You sure got a way with words.... and a purty mouth! :love: :}
 

OldMercsRule

Captain
Joined
Nov 30, 2006
Messages
3,340
Re: Democracy as we know it

Tail_Gunner said:
OldMercsRule: I don't agree about the part ranting against illegals. If we do it right that can and will help with a lot of our demographic problems I raise here. Most Mexicans n' Central n' South Americans are Christians with a very strong work ethic, (very unlikely to strap on a bomb or fly a plane into a building to kill people). They can be pandered to by the worst of the American Pols Dems n' Wobblies, or encouraged by the best to become responsible Cornservatives, n' accept personal responsibility for their lives. Respectfully JR

nono.gif
Respectfully if the cost of the mexican boom and illegal @ that was truly known in term's of social welfare dollar's crime and drug problem's ohh and the burden placed on the education system was truly known .............you would not say that.

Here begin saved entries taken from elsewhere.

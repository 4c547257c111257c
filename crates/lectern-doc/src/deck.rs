//! Slide segmentation.
//!
//! Text before the first level-two heading is the title-slide preamble. Every
//! level-two heading starts a horizontal slide and every level-three heading
//! below it a vertical child slide. Headings are found by the Markdown parser,
//! so those inside code, HTML blocks, lists or quotes never split. A heading may end in an attribute block such as
//! `{.center #intro data-background-color=#222}`. Speaker notes live between
//! `::: notes` and `:::`.

use std::collections::{BTreeMap, BTreeSet};

use serde::Serialize;

use crate::blocks::{BlockKind, BlockMap};

/// A segmented slide deck.
#[derive(Debug, Clone, Default, PartialEq, Serialize)]
pub struct Deck {
    pub title: Option<String>,
    pub subtitle: Option<String>,
    pub author: Option<String>,

    /// Content shown on the title slide
    pub preamble: Slide,

    /// Horizontal slides in order
    pub slides: Vec<Slide>,
}

impl Deck {
    /// Total number of slides, title slide and vertical slides included.
    pub fn slide_count(&self) -> usize {
        1 + self
            .slides
            .iter()
            .map(|s| 1 + s.children.len())
            .sum::<usize>()
    }
}

/// One slide and, for horizontal slides, its vertical children.
#[derive(Debug, Clone, Default, PartialEq, Serialize)]
pub struct Slide {
    pub title: String,
    pub id: String,
    pub classes: Vec<String>,

    /// `data-*` attributes, keys include the `data-` prefix
    pub data: BTreeMap<String, String>,

    /// Markdown body, heading excluded
    pub body: String,

    /// Speaker notes in Markdown
    pub notes: Option<String>,

    pub children: Vec<Slide>,
}

impl Slide {
    fn from_heading(heading: Heading, ids: &mut SlideIds) -> Self {
        let id = ids.assign(heading.id, &heading.title);
        Self {
            title: heading.title,
            id,
            classes: heading.classes,
            data: heading.data,
            ..Self::default()
        }
    }

    fn push_body(&mut self, line: &str) {
        self.body.push_str(line);
        self.body.push('\n');
    }

    fn push_note(&mut self, line: &str) {
        let notes = self.notes.get_or_insert_with(String::new);
        notes.push_str(line);
        notes.push('\n');
    }

    fn finish(&mut self) {
        self.body = self.body.trim_matches('\n').to_string();
        if let Some(notes) = self.notes.take() {
            let notes = notes.trim_matches('\n');
            if !notes.is_empty() {
                self.notes = Some(notes.to_string());
            }
        }
    }
}

/// Hands out slide ids that are unique within a deck.
///
/// Explicit ids are kept as written. Derived ids get a numeric suffix when
/// taken and fall back to `slide-N` when the title has no usable characters.
#[derive(Debug, Default)]
struct SlideIds {
    used: BTreeSet<String>,
    count: usize,
}

impl SlideIds {
    fn assign(&mut self, explicit: Option<String>, title: &str) -> String {
        self.count += 1;
        if let Some(id) = explicit {
            self.used.insert(id.clone());
            return id;
        }

        let base = match slugify(title) {
            slug if slug.is_empty() => format!("slide-{}", self.count),
            slug => slug,
        };
        let mut id = base.clone();
        let mut n = 1;
        while self.used.contains(&id) {
            n += 1;
            id = format!("{}-{}", base, n);
        }
        self.used.insert(id.clone());
        id
    }
}

/// Split a document body into a title preamble and slides.
pub fn segment(body: &str) -> (Slide, Vec<Slide>) {
    let blocks = BlockMap::new(body);
    let mut ids = SlideIds::default();
    let mut preamble = Slide::default();
    let mut flat: Vec<(u8, Slide)> = Vec::new();
    let mut in_notes = false;
    let mut offset = 0;

    for raw in body.split_inclusive('\n') {
        let span = offset..offset + raw.len();
        offset = span.end;
        let line = raw.trim_end_matches(['\n', '\r']);
        let block = blocks.at(span);
        let in_code = matches!(block, Some((BlockKind::Code, _)));

        let has_slides = !flat.is_empty();
        let current = match flat.last_mut() {
            Some((_, slide)) => slide,
            None => &mut preamble,
        };

        if in_notes {
            if !in_code && line.trim() == ":::" {
                in_notes = false;
            } else {
                current.push_note(line);
            }
            continue;
        }

        match block {
            Some((BlockKind::Heading(level @ (2 | 3)), starts_here))
                if level == 2 || has_slides =>
            {
                if starts_here {
                    flat.push((level, Slide::from_heading(parse_heading(line), &mut ids)));
                }
                // the underline of a setext heading is dropped
            }
            Some((BlockKind::Code | BlockKind::Html, _)) => current.push_body(line),
            _ if is_notes_open(line) => in_notes = true,
            _ => current.push_body(line),
        }
    }

    preamble.finish();

    let mut slides: Vec<Slide> = Vec::new();
    for (level, mut slide) in flat {
        slide.finish();
        match (level, slides.last_mut()) {
            (3, Some(parent)) => parent.children.push(slide),
            _ => slides.push(slide),
        }
    }

    (preamble, slides)
}

fn is_notes_open(line: &str) -> bool {
    line.trim()
        .strip_prefix(":::")
        .is_some_and(|rest| rest.trim() == "notes")
}

/// A parsed slide heading.
#[derive(Debug, Default, PartialEq)]
struct Heading {
    title: String,
    id: Option<String>,
    classes: Vec<String>,
    data: BTreeMap<String, String>,
}

/// Parse the first line of a heading, ATX or setext.
fn parse_heading(line: &str) -> Heading {
    let line = line.trim();
    let mut text = match line.strip_prefix('#') {
        Some(_) => line
            .trim_start_matches('#')
            .trim()
            .trim_end_matches('#')
            .trim_end()
            .to_string(),
        None => line.to_string(),
    };
    let mut heading = Heading::default();

    if text.ends_with('}') {
        if let Some(open) = text.rfind('{') {
            let block = text[open + 1..text.len() - 1].to_string();
            text.truncate(open);
            apply_attribute_block(&mut heading, &block);
        }
    }

    heading.title = text.trim().to_string();
    heading
}

fn apply_attribute_block(heading: &mut Heading, block: &str) {
    for token in block.split_whitespace() {
        if let Some(class) = token.strip_prefix('.') {
            heading.classes.push(class.to_string());
        } else if let Some(id) = token.strip_prefix('#') {
            heading.id = Some(id.to_string());
        } else if let Some((key, value)) = token.split_once('=') {
            let key = if key.starts_with("data-") {
                key.to_string()
            } else {
                format!("data-{}", key)
            };
            heading
                .data
                .insert(key, value.trim_matches('"').to_string());
        }
    }
}

/// Convert a heading to a URL-safe slug.
pub fn slugify(text: &str) -> String {
    text.to_lowercase()
        .chars()
        .map(|c| {
            if c.is_alphanumeric() {
                c
            } else if c.is_whitespace() || c == '-' || c == '_' {
                '-'
            } else {
                '\0'
            }
        })
        .filter(|c| *c != '\0')
        .collect::<String>()
        .split('-')
        .filter(|s| !s.is_empty())
        .collect::<Vec<_>>()
        .join("-")
}

#[cfg(test)]
mod tests {
    use super::*;
    use pretty_assertions::assert_eq;

    #[test]
    fn segments_horizontal_and_vertical_slides() {
        let body = r#"Welcome to the talk.

## Sealed hierarchies

Closed sets of cases.

### Exhaustive matching

The compiler checks every branch.

## Records

Data carriers.
"#;

        let (preamble, slides) = segment(body);

        assert_eq!(preamble.body, "Welcome to the talk.");
        assert_eq!(slides.len(), 2);
        assert_eq!(slides[0].title, "Sealed hierarchies");
        assert_eq!(slides[0].id, "sealed-hierarchies");
        assert_eq!(slides[0].body, "Closed sets of cases.");
        assert_eq!(slides[0].children.len(), 1);
        assert_eq!(slides[0].children[0].title, "Exhaustive matching");
        assert_eq!(slides[1].title, "Records");
        assert!(slides[1].children.is_empty());
    }

    #[test]
    fn headings_in_code_do_not_split() {
        let body = "## Code\n\n```python\n## comment\n### another\n```\n";

        let (_, slides) = segment(body);

        assert_eq!(slides.len(), 1);
        assert!(slides[0].body.contains("## comment"));
        assert!(slides[0].children.is_empty());
    }

    #[test]
    fn extracts_speaker_notes() {
        let body = "## Intro\n\nVisible\n\n::: notes\nRemember to breathe.\n:::\n\nAlso visible\n";

        let (_, slides) = segment(body);

        assert_eq!(slides[0].notes.as_deref(), Some("Remember to breathe."));
        assert!(slides[0].body.contains("Visible"));
        assert!(slides[0].body.contains("Also visible"));
        assert!(!slides[0].body.contains("breathe"));
    }

    #[test]
    fn parses_heading_attribute_blocks() {
        let body = "## Big Idea {.center #idea background-color=#222 data-transition=\"zoom\"}\n";

        let (_, slides) = segment(body);
        let slide = &slides[0];

        assert_eq!(slide.title, "Big Idea");
        assert_eq!(slide.id, "idea");
        assert_eq!(slide.classes, vec!["center".to_string()]);
        assert_eq!(
            slide.data.get("data-background-color").map(String::as_str),
            Some("#222")
        );
        assert_eq!(
            slide.data.get("data-transition").map(String::as_str),
            Some("zoom")
        );
    }

    #[test]
    fn level_three_before_any_slide_stays_in_preamble() {
        let (preamble, slides) = segment("### Orphan\ntext\n");

        assert!(slides.is_empty());
        assert_eq!(preamble.body, "### Orphan\ntext");
    }

    #[test]
    fn commented_out_slides_stay_in_the_comment() {
        let body = "## Real\n\nShown\n\n<!--\n## Draft slide\n\nnot ready\n-->\n\n## Next\n";

        let (_, slides) = segment(body);

        let titles: Vec<_> = slides.iter().map(|s| s.title.as_str()).collect();
        assert_eq!(titles, vec!["Real", "Next"]);
        assert_eq!(
            slides[0].body,
            "Shown\n\n<!--\n## Draft slide\n\nnot ready\n-->"
        );
    }

    #[test]
    fn indented_headings_split() {
        let (_, slides) = segment("## One\n\n   ## Two\n");

        let titles: Vec<_> = slides.iter().map(|s| s.title.as_str()).collect();
        assert_eq!(titles, vec!["One", "Two"]);
    }

    #[test]
    fn setext_headings_split() {
        let (_, slides) = segment("Intro\n\nSecond\n------\n\nbody\n");

        assert_eq!(slides.len(), 1);
        assert_eq!(slides[0].title, "Second");
        assert_eq!(slides[0].body, "body");
    }

    #[test]
    fn headings_in_lists_do_not_split() {
        let (_, slides) = segment("## Agenda\n\n- ## not a slide\n");

        assert_eq!(slides.len(), 1);
        assert_eq!(slides[0].body, "- ## not a slide");
    }

    #[test]
    fn slide_ids_are_unique() {
        let body = "## Named {#example-2}\n\n## Example\n\n## Example\n\n### ???\n";

        let (_, slides) = segment(body);

        assert_eq!(slides[0].id, "example-2");
        assert_eq!(slides[1].id, "example");
        assert_eq!(slides[2].id, "example-3");
        assert_eq!(slides[2].children[0].id, "slide-4");
    }

    #[test]
    fn slugify_works() {
        assert_eq!(slugify("Hello World"), "hello-world");
        assert_eq!(slugify("Sealed (Closed) Types"), "sealed-closed-types");
        assert_eq!(slugify("  Multiple   Spaces  "), "multiple-spaces");
    }
}
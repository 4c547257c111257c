//! Task commands.

use std::path::Path;

use anyhow::{Context, Result};
use lectern_tasks::{ProjectConfig, TaskGraph, TaskRunner};

/// Load lectern.toml, falling back to defaults when it does not exist.
pub fn load_config(path: &Path) -> Result<ProjectConfig> {
    ProjectConfig::load(path).with_context(|| format!("Invalid configuration {}", path.display()))
}

/// Run a task from the standard graph.
pub async fn run(config: ProjectConfig, task: &str) -> Result<()> {
    let runner = TaskRunner::new(TaskGraph::standard(), config);

    let report = runner
        .run(task)
        .await
        .with_context(|| format!("Task '{}' failed", task))?;

    if report.steps.len() > 1 {
        tracing::info!("Finished '{}' after {}ms", task, report.duration_ms());
    }

    Ok(())
}
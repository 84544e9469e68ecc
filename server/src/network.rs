//! Websocket relay: accepts connections and fans records out to everyone else

use crate::client_manager::{ClientManager, Outbound};
use crate::flow::{FlowConfig, FlowEvent, GameFlow};
use futures_util::{SinkExt, StreamExt};
use log::{debug, error, info, warn};
use rand::rngs::StdRng;
use rand::SeedableRng;
use serde::Deserialize;
use shared::protocol::{decode, AdminCommand, Message};
use shared::ClientId;
use std::net::SocketAddr;
use std::time::Duration;
use thiserror::Error;
use tokio::net::{TcpListener, TcpStream};
use tokio::sync::{mpsc, oneshot};
use tokio::time::{interval, MissedTickBehavior};
use tokio_tungstenite::accept_async;
use tokio_tungstenite::tungstenite::Message as WsMessage;

#[derive(Debug, Error)]
pub enum RelayError {
    #[error("socket error: {0}")]
    Io(#[from] std::io::Error),
}

#[derive(Debug, Clone, PartialEq, Deserialize)]
#[serde(default)]
pub struct RelayConfig {
    pub max_clients: usize,
    /// Silence after which the relay drops a connection.
    pub idle_timeout_secs: u64,
    /// Terrain seed handed to every client; random when unset.
    pub seed: Option<u32>,
    pub flow: FlowConfig,
}

impl Default for RelayConfig {
    fn default() -> Self {
        Self {
            max_clients: 16,
            idle_timeout_secs: 10,
            seed: None,
            flow: FlowConfig::default(),
        }
    }
}

impl RelayConfig {
    pub fn from_json(text: &str) -> Result<Self, serde_json::Error> {
        serde_json::from_str(text)
    }
}

/// Events sent from connection tasks to the central loop
#[derive(Debug)]
pub enum RelayEvent {
    Connected {
        addr: SocketAddr,
        sender: mpsc::UnboundedSender<Outbound>,
        /// Answered with the assigned id, or `None` when rejected.
        reply: oneshot::Sender<Option<ClientId>>,
    },
    Text {
        id: ClientId,
        text: String,
    },
    Closed {
        id: ClientId,
    },
}

/// The relay never simulates. It assigns ids, hands out the seed, forwards
/// client records verbatim to every other client and runs the round clock.
pub struct Relay {
    listener: TcpListener,
    seed: u32,
    clients: ClientManager,
    flow: GameFlow,
    idle_timeout: Duration,
    rng: StdRng,
}

impl Relay {
    pub async fn bind(addr: &str, config: RelayConfig) -> Result<Self, RelayError> {
        let listener = TcpListener::bind(addr).await?;
        let seed = config.seed.unwrap_or_else(rand::random);
        info!("Relay listening on {} with seed {}", listener.local_addr()?, seed);

        Ok(Self {
            listener,
            seed,
            clients: ClientManager::new(config.max_clients),
            flow: GameFlow::new(config.flow),
            idle_timeout: Duration::from_secs(config.idle_timeout_secs),
            rng: StdRng::from_entropy(),
        })
    }

    pub fn local_addr(&self) -> Result<SocketAddr, RelayError> {
        Ok(self.listener.local_addr()?)
    }

    pub fn seed(&self) -> u32 {
        self.seed
    }

    /// Runs until the accept task dies.
    pub async fn run(mut self) -> Result<(), RelayError> {
        let (event_tx, mut event_rx) = mpsc::unbounded_channel();
        let listener = self.listener;
        let accept_handle = tokio::spawn(accept_loop(listener, event_tx));

        let mut second = interval(Duration::from_secs(1));
        second.set_missed_tick_behavior(MissedTickBehavior::Delay);
        second.tick().await;

        let mut state = RelayState {
            seed: self.seed,
            clients: self.clients,
            flow: self.flow,
        };

        loop {
            tokio::select! {
                event = event_rx.recv() => {
                    match event {
                        Some(event) => state.handle_event(event),
                        None => break,
                    }
                }
                _ = second.tick() => {
                    state.tick_second(&mut self.rng);
                    for id in state.clients.check_timeouts(self.idle_timeout) {
                        warn!("Client {} went silent, dropping it", id);
                        state.clients.broadcast(&Message::PeerDisconnected { id }, None);
                    }
                }
            }
        }

        info!("Relay shutting down");
        match accept_handle.await {
            Ok(result) => result,
            Err(e) => {
                error!("Accept task panicked: {}", e);
                Ok(())
            }
        }
    }
}

/// State owned by the central loop.
struct RelayState {
    seed: u32,
    clients: ClientManager,
    flow: GameFlow,
}

impl RelayState {
    fn handle_event(&mut self, event: RelayEvent) {
        match event {
            RelayEvent::Connected {
                addr,
                sender,
                reply,
            } => self.handle_connect(addr, sender, reply),
            RelayEvent::Text { id, text } => self.handle_text(id, &text),
            RelayEvent::Closed { id } => {
                if self.clients.remove_client(&id) {
                    self.clients.broadcast(&Message::PeerDisconnected { id }, None);
                }
            }
        }
    }

    fn handle_connect(
        &mut self,
        addr: SocketAddr,
        sender: mpsc::UnboundedSender<Outbound>,
        reply: oneshot::Sender<Option<ClientId>>,
    ) {
        let Some(id) = self.clients.add_client(addr, sender.clone()) else {
            warn!("Rejecting {}: relay is full", addr);
            let kicked = Message::Kicked {
                reason: "server full".to_string(),
            };
            if let Ok(text) = kicked.encode() {
                let _ = sender.send(Outbound::Text(text));
            }
            let _ = sender.send(Outbound::Close);
            let _ = reply.send(None);
            return;
        };

        if reply.send(Some(id)).is_err() {
            // The connection task is already gone.
            self.clients.remove_client(&id);
            return;
        }

        let welcome = Message::Welcome {
            id,
            seed: self.seed,
            wind: self.flow.wind(),
            running: self.flow.is_running(),
            players: self.clients.players(Some(id)),
        };
        self.clients.send(id, &welcome);
        self.clients.broadcast(&Message::PeerConnected { id }, Some(id));
    }

    fn handle_text(&mut self, id: ClientId, text: &str) {
        // Frames still in flight after a timeout or kick belong to nobody.
        if self.clients.get(&id).is_none() {
            debug!("Dropping record from removed client {}", id);
            return;
        }
        self.clients.touch(id);

        let message = match decode(text) {
            Ok(message) => message,
            Err(e) => {
                warn!("Dropping record from client {}: {}", id, e);
                return;
            }
        };
        if !message.from_client_allowed() {
            warn!("Client {} sent server-only `{}` record", id, message.tag());
            return;
        }

        match message {
            Message::State(payload) => {
                self.clients.record_state(id, &payload);
                self.clients.broadcast_text(text, Some(id));
            }
            Message::Irregular { .. } => {
                self.clients.broadcast_text(text, Some(id));
            }
            Message::Admin { key, command } => self.handle_admin(id, key.as_deref(), command),
            other => debug!("Ignoring `{}` from client {}", other.tag(), id),
        }
    }

    fn handle_admin(&mut self, id: ClientId, key: Option<&str>, command: AdminCommand) {
        if !self.flow.authorize(key) {
            warn!("Client {} sent an admin command with a bad key", id);
            return;
        }
        self.clients.mark_admin(id);
        info!("Admin {} issued {:?}", id, command);

        match command {
            AdminCommand::Start { duration } => {
                let duration = self.flow.start(duration);
                self.broadcast_admin(AdminCommand::Start { duration });
                self.clients.broadcast(&Message::Timer { remaining: duration }, None);
            }
            AdminCommand::Stop => {
                if self.flow.stop() {
                    self.broadcast_admin(AdminCommand::Stop);
                }
            }
            AdminCommand::Kick { id: target } => {
                self.clients.send(
                    target,
                    &Message::Kicked {
                        reason: "kicked by admin".to_string(),
                    },
                );
                if self.clients.close_client(&target) {
                    self.clients.broadcast(&Message::PeerDisconnected { id: target }, None);
                }
            }
            AdminCommand::Drop { kind, x, .. } => {
                let id = self.flow.next_drop_id();
                self.broadcast_admin(AdminCommand::Drop { id, kind, x });
            }
        }
    }

    fn broadcast_admin(&self, command: AdminCommand) {
        self.clients
            .broadcast(&Message::Admin { key: None, command }, None);
    }

    fn tick_second(&mut self, rng: &mut StdRng) {
        for event in self.flow.tick_second(rng) {
            match event {
                FlowEvent::Timer(remaining) => {
                    self.clients.broadcast(&Message::Timer { remaining }, None);
                }
                FlowEvent::Wind(speed) => {
                    self.clients.broadcast(&Message::Wind { speed }, None);
                }
                FlowEvent::Drop { id, kind, x } => {
                    self.broadcast_admin(AdminCommand::Drop { id, kind, x });
                }
                FlowEvent::Finished => {
                    let leaderboard = self.clients.leaderboard();
                    info!("Round over, {} players ranked", leaderboard.len());
                    self.clients.broadcast(&Message::GameOver { leaderboard }, None);
                }
            }
        }
    }
}

async fn accept_loop(
    listener: TcpListener,
    event_tx: mpsc::UnboundedSender<RelayEvent>,
) -> Result<(), RelayError> {
    loop {
        let (stream, addr) = match listener.accept().await {
            Ok(accepted) => accepted,
            Err(e) => {
                error!("Failed to accept connection: {}", e);
                tokio::time::sleep(Duration::from_millis(10)).await;
                continue;
            }
        };
        if event_tx.is_closed() {
            return Ok(());
        }
        tokio::spawn(handle_connection(stream, addr, event_tx.clone()));
    }
}

/// Drives one websocket: a writer task drains the outbound queue while this
/// task forwards inbound text frames to the central loop.
async fn handle_connection(
    stream: TcpStream,
    addr: SocketAddr,
    event_tx: mpsc::UnboundedSender<RelayEvent>,
) {
    let ws = match accept_async(stream).await {
        Ok(ws) => ws,
        Err(e) => {
            warn!("Websocket handshake with {} failed: {}", addr, e);
            return;
        }
    };
    let (mut write, mut read) = ws.split();
    let (out_tx, mut out_rx) = mpsc::unbounded_channel::<Outbound>();

    let writer = tokio::spawn(async move {
        while let Some(frame) = out_rx.recv().await {
            let result = match frame {
                Outbound::Text(text) => write.send(WsMessage::Text(text)).await,
                Outbound::Close => {
                    let _ = write.close().await;
                    break;
                }
            };
            if let Err(e) = result {
                debug!("Write to {} failed: {}", addr, e);
                break;
            }
        }
    });

    let (reply_tx, reply_rx) = oneshot::channel();
    let connected = RelayEvent::Connected {
        addr,
        sender: out_tx,
        reply: reply_tx,
    };
    if event_tx.send(connected).is_err() {
        writer.abort();
        return;
    }
    let Ok(Some(id)) = reply_rx.await else {
        let _ = writer.await;
        return;
    };

    while let Some(frame) = read.next().await {
        match frame {
            Ok(WsMessage::Text(text)) => {
                if event_tx.send(RelayEvent::Text { id, text }).is_err() {
                    break;
                }
            }
            Ok(WsMessage::Close(_)) => break,
            Ok(_) => {}
            Err(e) => {
                debug!("Connection {} errored: {}", id, e);
                break;
            }
        }
    }

    let _ = event_tx.send(RelayEvent::Closed { id });
    let _ = writer.await;
}
#[cfg(test)]
mod tests {
    use super::*;
    use shared::protocol::PlayerPayload;
    use std::time::Duration;

    const DT: f32 = 1.0 / 144.0;

    fn world(seed: u32) -> World {
        let terrain = Arc::new(TerrainField::generate(seed));
        World::with_rng(1, "tester", terrain, &SyncConfig::default(), StdRng::seed_from_u64(7))
    }

    fn registry() -> StateReconciler {
        StateReconciler::new(Duration::from_secs(5))
    }

    #[test]
    fn test_idle_player_stays_grounded() {
        let mut world = world(3);
        let remotes = registry();
        for _ in 0..144 {
            world.tick(DT, &Intent::default(), &remotes);
        }
        assert!(world.player.body.grounded);
        assert_eq!(world.player.body.velocity.x, 0.0);
    }

    #[test]
    fn test_running_moves_and_flips() {
        let mut world = world(3);
        let remotes = registry();
        let start = world.player.body.position.x;
        let left = Intent {
            axis: -1.0,
            ..Intent::default()
        };
        for _ in 0..72 {
            world.tick(DT, &left, &remotes);
        }
        assert!(world.player.body.position.x < start);
        assert!(world.player.flip);
    }

    #[test]
    fn test_dig_then_throw_queues_snowball() {
        let mut world = world(4);
        let remotes = registry();
        let dig = Intent {
            dig: true,
            ..Intent::default()
        };
        for _ in 0..80 {
            world.tick(DT, &dig, &remotes);
        }
        assert!(world.player.dig_iterations >= 1);

        let throw = Intent {
            throw: true,
            aim: world.player.hand() + Vector2::new(40.0, -40.0),
            ..Intent::default()
        };
        let report = world.tick(DT, &throw, &remotes);
        assert_eq!(report.thrown, Some(0));
        assert_eq!(world.player.snowballs.len(), 1);
    }

    #[test]
    fn test_patrol_throws_toward_held_aim() {
        use crate::input::{IntentSource, ScriptedIntent};

        let mut world = world(4);
        let remotes = registry();
        let mut patrol = ScriptedIntent::patrol();
        let mut thrown = None;
        for _ in 0..144 * 6 {
            let intent = patrol.next_intent(&world.player, DT);
            let report = world.tick(DT, &intent, &remotes);
            if let Some(id) = report.thrown {
                thrown = world.player.snowballs.iter().find(|ball| ball.id == id).cloned();
                break;
            }
        }
        let ball = thrown.expect("patrol never threw");
        // Aimed 200 above the hand, so the ball leaves upward at speed.
        assert!(ball.body.velocity.y < -500.0, "velocity {:?}", ball.body.velocity);
    }

    #[test]
    fn test_sign_keeps_zero() {
        assert_eq!(sign(0.0), 0.0);
        assert_eq!(sign(-0.0), 0.0);
        assert_eq!(sign(3.5), 1.0);
        assert_eq!(sign(-0.1), -1.0);
    }

    #[test]
    fn test_snowball_hits_remote_on_same_layer() {
        let mut world = world(5);
        world.running = true;
        let mut remotes = registry();
        let hand = world.player.hand();
        let mut payload = PlayerPayload::new(9);
        payload.pos = Some([(hand.x + 20.0) as i32, (hand.y + 30.0) as i32]);
        remotes.apply_state(&payload, Instant::now());
        let layer = remotes.get(9).unwrap().layer;

        world.player.body.layer = layer;
        world
            .player
            .spawn_snowball(SnowballKind::Large, hand, Vector2::new(600.0, 0.0));

        let mut hit = false;
        for _ in 0..20 {
            let report = world.tick(DT, &Intent::default(), &remotes);
            if report.hits.contains(&9) {
                hit = true;
                break;
            }
        }
        assert!(hit);
        assert_eq!(world.player.score, 4);

        let records = world.collect_outbound(Instant::now());
        let hit_event = records.iter().find_map(|record| match record {
            Message::Irregular {
                event: IrregularEvent::Hit { target, strength, size, .. },
                ..
            } => Some((*target, *strength, *size)),
            _ => None,
        });
        assert_eq!(hit_event, Some((9, 6.0, 2)));
    }

    #[test]
    fn test_hit_event_applies_knockback() {
        let mut world = world(5);
        world.apply_event(&SessionEvent::Hit {
            from: 2,
            strength: -3.0,
            size: 1,
            powerup: None,
        });
        assert_eq!(world.player.body.velocity.x, -3.0 * KNOCKBACK);
    }

    #[test]
    fn test_drop_falls_and_is_picked_up() {
        let mut world = world(6);
        let remotes = registry();
        let x = world.player.body.position.x;
        world.apply_event(&SessionEvent::PowerupDrop {
            id: 11,
            kind: PowerupKind::Clustershot,
            x,
        });
        assert_eq!(world.drops.len(), 1);

        let mut picked = None;
        for _ in 0..400 {
            let report = world.tick(DT, &Intent::default(), &remotes);
            if report.picked_up.is_some() {
                picked = report.picked_up;
                break;
            }
        }
        assert_eq!(picked, Some(11));
        assert!(world.player.has_powerup(PowerupKind::Clustershot));
        assert!(world.drops.is_empty());
    }

    #[test]
    fn test_drop_taken_elsewhere_is_removed() {
        let mut world = world(6);
        world.apply_event(&SessionEvent::PowerupDrop {
            id: 2,
            kind: PowerupKind::Rapidfire,
            x: 0.0,
        });
        world.apply_event(&SessionEvent::DropTaken { by: 4, drop: 2 });
        assert!(world.drops.is_empty());
    }

    #[test]
    fn test_round_events() {
        let mut world = world(6);
        world.player.score = 12;
        world.apply_event(&SessionEvent::RoundStarted { duration: 90 });
        assert!(world.running);
        assert_eq!(world.player.score, 0);
        world.apply_event(&SessionEvent::Timer(42));
        assert_eq!(world.remaining, 42);
        world.apply_event(&SessionEvent::RoundStopped);
        assert!(!world.running);
    }

    #[test]
    fn test_vortex_trigger_lands_immediately() {
        let mut world = world(8);
        let remotes = registry();
        let hand = world.player.hand();
        world
            .player
            .spawn_snowball(SnowballKind::Vortex, hand - Vector2::new(0.0, 300.0), Vector2::new(0.0, -100.0));
        let trigger = Intent {
            trigger: true,
            ..Intent::default()
        };
        let report = world.tick(DT, &trigger, &remotes);
        assert_eq!(report.landed, vec![0]);
        assert!(world.player.snowballs[0].landed);
    }
}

[colour=blue]I may not know everything TG, (shocking admission I know), but I am aware of much of the costs n' burdens you raise, (which I think you are vastly over emphasizing). I think you are a Cornservative as I am, and most Cornservatives will find points to debate as you and I have. I may have intentionally emphasized the positive or half full part of the "glass of water", and you have taken the half empty part that Libs usually whine about. Let's engage here. The Libs who worship big government on the backs of various losers, (see Michael Medved's article I posted yesterday: Townhall.com; [the title got zapped]), have done their best to set up the 'nany state' to hook the underprivledged masses. That said, Kalifornia is one of the worst examples because the big city folk look down their Liberal noses at the real producers from the Cornservative parts of Kalifornia and paid for their collective Liberal guilt by providing benefits designed to hook the poor, that the illegals now take advantage of. A clear thinking communicator could, (and eventually will IMHO fix those intentionally created problems, [created by Libs to assure their power]). Those people, (the illegals) have much more good then bad for all of us. How would you like to have Japan's demographic problems: TG? They are soooo bigoted they allow very little immigration and they are in an undeniable decline. How about Western Europe: TG? They have a demographic problem almost as bad as Japan, and they bring in members of the Religion o' Peace ta burn cars n' attack the police n' set off bombs. Hopefully ya don't want that either. We really have it real good, and if we can use our brains n' think critically we can turn the lemons you are whinnin' about into lemonade! Sorry to be soooooo positive TG, can't help it! [/colour]

It's been a terrible investment and done illegally, this arrogance by our leader's is part of the problem's this country faces..............You need to take a little trip to south L.A. ...............live there for awhile you might take a different tune my freind. Imagine the burden 10 million people place on a country's socail welfare system they come here with little or nothing,as a asset mgr you do the math......:'( there is a cost to everything you should know that well,

[colour=blue]Yes, TG. That said: the design in Kalifornia is to hook victims to assure power. If politics of Libs and Dems were overcome, (HUGE PROBLEM FOR KALIFORNIA AND AMERICA), a thoughtfull self help and personal responsibility based model for government services could turn that situation from "lemons" into "lemonade". Thank God productive God fearin' people want to work and live in the USA TG!! It's a good thing my friend!! Respectfully, JR[/colour]
 

stevieray

Lieutenant Junior Grade
Joined
Jul 18, 2006
Messages
1,135
Re: Democracy as we know it

JR - it worked...I got your PM & replied to it OK.